Stored data:
=-=-=-=-=

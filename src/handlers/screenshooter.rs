//! The `screenshooter` protocol used by the companion diagnostic tool.
//!
//! The interface surface is kept so the tool can bind; the capture path
//! itself is a future feature.

use tracing::debug;
use wayland_server::{
    Client, DataInit, Dispatch, DisplayHandle, GlobalDispatch, New, Resource,
};

use super::Dispatcher;
use crate::protocols::screenshooter::screenshooter::{self, Screenshooter};

impl GlobalDispatch<Screenshooter, ()> for Dispatcher {
    fn bind(
        state: &mut Self,
        _handle: &DisplayHandle,
        _client: &Client,
        resource: New<Screenshooter>,
        _global_data: &(),
        data_init: &mut DataInit<'_, Self>,
    ) {
        let screenshooter = data_init.init(resource, ());
        debug!(id = ?screenshooter.id(), "bound screenshooter");
        state.ctx.facade().add_general_resource(screenshooter.id());
    }
}

impl Dispatch<Screenshooter, ()> for Dispatcher {
    fn request(
        _state: &mut Self,
        _client: &Client,
        _screenshooter: &Screenshooter,
        request: screenshooter::Request,
        _data: &(),
        _dhandle: &DisplayHandle,
        _data_init: &mut DataInit<'_, Self>,
    ) {
        match request {
            screenshooter::Request::Shoot { .. } => {
                debug!("nyimp: screenshooter shoot");
            }
            _ => {}
        }
    }

    fn destroyed(
        state: &mut Self,
        _client: wayland_server::backend::ClientId,
        screenshooter: &Screenshooter,
        _data: &(),
    ) {
        state
            .ctx
            .facade()
            .remove_general_resource(&screenshooter.id());
    }
}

=-=-=-=-=

• **REQUIREMENT**: Copy the records out again word for word.

• **REPLY**:
filename src/handlers/screenshooter.rs
//! The `screenshooter` protocol used by the companion diagnostic tool.
//!
//! The interface surface is kept so the tool can bind; the capture path
//! itself is a future feature.

use tracing::debug;
use wayland_server::{
    Client, DataInit, Dispatch, DisplayHandle, GlobalDispatch, New, Resource,
};

use super::Dispatcher;
use crate::protocols::screenshooter::screenshooter::{self, Screenshooter};

impl GlobalDispatch<Screenshooter, ()> for Dispatcher {
    fn bind(
        state: &mut Self,
        _handle: &DisplayHandle,
        _client: &Client,
        resource: New<Screenshooter>,
        _global_data: &(),
        data_init: &mut DataInit<'_, Self>,
    ) {
        let screenshooter = data_init.init(resource, ());
        debug!(id = ?screenshooter.id(), "bound screenshooter");
        state.ctx.facade().add_general_resource(screenshooter.id());
    }
}

impl Dispatch<Screenshooter, ()> for Dispatcher {
    fn request(
        _state: &mut Self,
        _client: &Client,
        _screenshooter: &Screenshooter,
        request: screenshooter::Request,
        _data: &(),
        _dhandle: &DisplayHandle,
        _data_init: &mut DataInit<'_, Self>,
    ) {
        match request {
            screenshooter::Request::Shoot { .. } => {
                debug!("nyimp: screenshooter shoot");
            }
            _ => {}
        }
    }

    fn destroyed(
        state: &mut Self,
        _client: wayland_server::backend::ClientId,
        screenshooter: &Screenshooter,
        _data: &(),
    ) {
        state
            .ctx
            .facade()
            .remove_general_resource(&screenshooter.id());
    }
}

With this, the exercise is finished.